Crossing into the second continent of our journey, we expected to notice differences in culture. Clearly we stand out as tourists with our pale skin and general appearance here more so than in Europe, but we also stand out in terms of other travelers. In Europe, we were on a longer trip than most of the people we met. Other travelers were Americans studying abroad and on a weekend trip, or Europeans on holiday from school or work. We met the occasional traveler who was spending a few weeks wandering the continent and the rare world traveler, but our trip was longer and broader than just about anyone. In Thailand, however, that could not be less true.
In our two weeks here, we have not met a single American. The closest we have come was a number of Canadians on Koh Phangon, but not a single person from the States. Bizarre, right? Most of the people we have meet are European, several from the UK and Sweden. And most of them are on much longer trips than us, traveling from six months to over a year and a half. Laos, Cambodia, Vietnam and Nepal are frequently where these travelers are coming from or heading to. It is a different kind of travel. A gritty, honest kind of travel that I have come to love.
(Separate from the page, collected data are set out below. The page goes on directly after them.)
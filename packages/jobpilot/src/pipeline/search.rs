//! Search flow: keyword + location query and best-effort refinements.
//!
//! The two search boxes are required; everything after them is optional.
//! An absent filter, date option, or page-size control is logged and
//! skipped; the search proceeds unrefined rather than failing.

use std::time::Duration;
use tracing::{debug, info, warn};

use crate::error::{DriverError, Result};
use crate::selectors::{select_first_visible, SelectorCatalog};
use crate::traits::page::{Element, OptionChoice, PageDriver, WaitPolicy};
use crate::types::config::{BoardConfig, SearchSpec};

/// Budget for dismissing consent overlays.
const CONSENT_WAIT: Duration = Duration::from_secs(2);

/// Budget for the required search boxes.
const BOX_WAIT: Duration = Duration::from_secs(10);

/// Budget for each optional refinement control.
const FILTER_WAIT: Duration = Duration::from_secs(7);

/// Budget for the post-search network settle.
const RESULTS_WAIT: Duration = Duration::from_secs(10);

/// Navigate to the search page and run one search.
pub async fn run_search(
    driver: &dyn PageDriver,
    catalog: &SelectorCatalog,
    board: &BoardConfig,
    spec: &SearchSpec,
) -> Result<()> {
    info!(keywords = %spec.keywords, location = %spec.location, "running search");
    driver.navigate(&board.search_url, WaitPolicy::NetworkIdle).await?;

    // Consent overlays block everything underneath; absent is fine.
    if let Some(button) = select_first_visible(driver, &catalog.consent_buttons, CONSENT_WAIT).await
    {
        if let Err(e) = driver.click(&button).await {
            debug!(error = %e, "consent dismiss click failed");
        }
    }

    let keywords = require(driver, &catalog.search_keywords, "keyword search box").await?;
    driver.fill(&keywords, &spec.keywords).await?;

    let location = require(driver, &catalog.search_location, "location search box").await?;
    driver.fill(&location, &spec.location).await?;

    let submit = require(driver, &catalog.search_submit, "search submit control").await?;
    driver.click(&submit).await?;
    if driver.wait_for_idle(RESULTS_WAIT).await.is_err() {
        debug!("results never went network-idle; continuing");
    }

    apply_refinements(driver, catalog, spec).await;
    Ok(())
}

/// Locate a required control or fail the session.
async fn require(
    driver: &dyn PageDriver,
    candidates: &[String],
    what: &str,
) -> Result<Element> {
    select_first_visible(driver, candidates, BOX_WAIT)
        .await
        .ok_or_else(|| {
            DriverError::NotFound {
                selector: format!("{} ({})", what, candidates.join(", ")),
            }
            .into()
        })
}

/// Apply the optional refinements the spec asks for. Never fails.
async fn apply_refinements(driver: &dyn PageDriver, catalog: &SelectorCatalog, spec: &SearchSpec) {
    if spec.third_party_filter {
        toggle_filter(driver, &catalog.filter_third_party, "Third Party").await;
    }
    if spec.easy_apply_filter {
        toggle_filter(driver, &catalog.filter_easy_apply, "Easy Apply").await;
    }
    if spec.recent_filter {
        apply_recent_filter(driver, catalog).await;
    }
    if let Some(size) = spec.page_size {
        set_page_size(driver, catalog, size).await;
    }
}

async fn toggle_filter(driver: &dyn PageDriver, candidates: &[String], name: &str) {
    match select_first_visible(driver, candidates, FILTER_WAIT).await {
        Some(control) => match driver.click(&control).await {
            Ok(()) => {
                let _ = driver.wait_for_idle(RESULTS_WAIT).await;
                info!(filter = name, "filter applied");
            }
            Err(e) => warn!(filter = name, error = %e, "filter click failed; skipped"),
        },
        None => warn!(filter = name, "filter control absent; skipped"),
    }
}

/// Best-effort "Last 3 days" refinement: try the directly visible option,
/// then open the date-posted dropdown and try again. Intent only: any
/// miss is a skip.
async fn apply_recent_filter(driver: &dyn PageDriver, catalog: &SelectorCatalog) {
    if click_by_text(driver, "Last 3 days").await {
        let _ = driver.wait_for_idle(RESULTS_WAIT).await;
        info!("date-posted filter applied");
        return;
    }

    if let Some(dropdown) =
        select_first_visible(driver, &catalog.date_posted_dropdown, FILTER_WAIT).await
    {
        if driver.click(&dropdown).await.is_ok() && click_by_text(driver, "Last 3 days").await {
            let _ = driver.wait_for_idle(RESULTS_WAIT).await;
            info!("date-posted filter applied via dropdown");
            return;
        }
    }
    warn!("date-posted filter not applied");
}

/// Click the first clickable element whose trimmed text equals `text`.
async fn click_by_text(driver: &dyn PageDriver, text: &str) -> bool {
    let needle = text.replace('\\', "\\\\").replace('\'', "\\'");
    let script = format!(
        "(() => {{\nconst nodes = document.querySelectorAll('button, a, li, span, [role=\"option\"], [role=\"menuitem\"]');\nfor (const n of nodes) {{\nif (n.textContent && n.textContent.trim() === '{}') {{ n.click(); return true; }}\n}}\nreturn false;\n}})()",
        needle
    );
    match driver.evaluate(&script).await {
        Ok(value) => value.as_bool().unwrap_or(false),
        Err(e) => {
            debug!(error = %e, "text-based click failed");
            false
        }
    }
}

/// Select the requested page size by value, then by label.
async fn set_page_size(driver: &dyn PageDriver, catalog: &SelectorCatalog, size: u32) {
    let size = size.to_string();
    for selector in &catalog.page_size_select {
        let by_value = driver
            .select_option(selector, &OptionChoice::Value(size.clone()))
            .await;
        if by_value.is_ok() {
            let _ = driver.wait_for_idle(RESULTS_WAIT).await;
            info!(size = %size, "page size set");
            return;
        }
        let by_label = driver
            .select_option(selector, &OptionChoice::Label(size.clone()))
            .await;
        if by_label.is_ok() {
            let _ = driver.wait_for_idle(RESULTS_WAIT).await;
            info!(size = %size, "page size set by label");
            return;
        }
    }
    warn!(size = %size, "could not set page size; skipped");
}

#[cfg(test)]
mod tests {
    use super::*;
    use crate::error::FlowError;
    use crate::testing::{MockPage, PageCall};
    use crate::traits::page::Element;

    fn search_page() -> MockPage {
        let kw = "input[placeholder='Job title, skill, company, keyword']";
        let loc = "input[placeholder='Location (ex. Denver, remote)']";
        MockPage::new()
            .with_element(kw, Element::new(kw, 0))
            .with_element(loc, Element::new(loc, 0))
            .with_element("#submitSearch-button", Element::new("#submitSearch-button", 0))
    }

    #[tokio::test]
    async fn test_search_fills_both_boxes_and_submits() {
        let page = search_page();
        let spec = SearchSpec::new("rust engineer", "remote").without_filters();

        run_search(&page, &SelectorCatalog::default(), &BoardConfig::default(), &spec)
            .await
            .unwrap();

        let calls = page.calls();
        assert!(calls
            .iter()
            .any(|c| matches!(c, PageCall::Fill { text, .. } if text == "rust engineer")));
        assert!(calls
            .iter()
            .any(|c| matches!(c, PageCall::Fill { text, .. } if text == "remote")));
        assert!(calls
            .iter()
            .any(|c| matches!(c, PageCall::Click { selector, .. } if selector == "#submitSearch-button")));
    }

    #[tokio::test]
    async fn test_missing_search_box_is_fatal() {
        let page = MockPage::new();
        let spec = SearchSpec::new("rust", "remote").without_filters();

        let result =
            run_search(&page, &SelectorCatalog::default(), &BoardConfig::default(), &spec).await;
        assert!(matches!(result, Err(FlowError::Driver(_))));
    }

    #[tokio::test]
    async fn test_absent_filters_are_skipped_not_fatal() {
        // Filters requested but no filter controls exist anywhere.
        let page = search_page();
        let spec = SearchSpec::new("rust", "remote");

        run_search(&page, &SelectorCatalog::default(), &BoardConfig::default(), &spec)
            .await
            .unwrap();
    }

    #[tokio::test]
    async fn test_page_size_applied_when_control_present() {
        let sel = "select[id^='pageSize']";
        let page = search_page().with_element(sel, Element::new(sel, 0));
        let spec = SearchSpec::new("rust", "remote");

        run_search(&page, &SelectorCatalog::default(), &BoardConfig::default(), &spec)
            .await
            .unwrap();

        let selects = page
            .calls()
            .iter()
            .filter(|c| matches!(c, PageCall::SelectOption { .. }))
            .count();
        assert!(selects >= 1);
    }
}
The Thai people are also quite different. Still very nice, but being constantly approached by tuk tuk and taxi drivers is getting quite old. They start off by asking where you are from, because clearly we are not from here, but it quickly becomes apparent that they just want you to agree to pay an outrageous amount for them to drive you somewhere you don't really want to go. We were walking to Burger King and a man approached us asking where we were headed, we told him hoping that he would leave us alone as it was only a few streets away, but no. He tried to convince us that it was closed and he could bring us somewhere else. No thanks, guy. We walked to BK and of course, it was not closed. A rather strange way to acquire customers... We have also come into contact with several very friendly and helpful Thai people, especially at our hostels which have made our stay in Asia a pleasant one but the differences is demeanor and interaction are very apparent.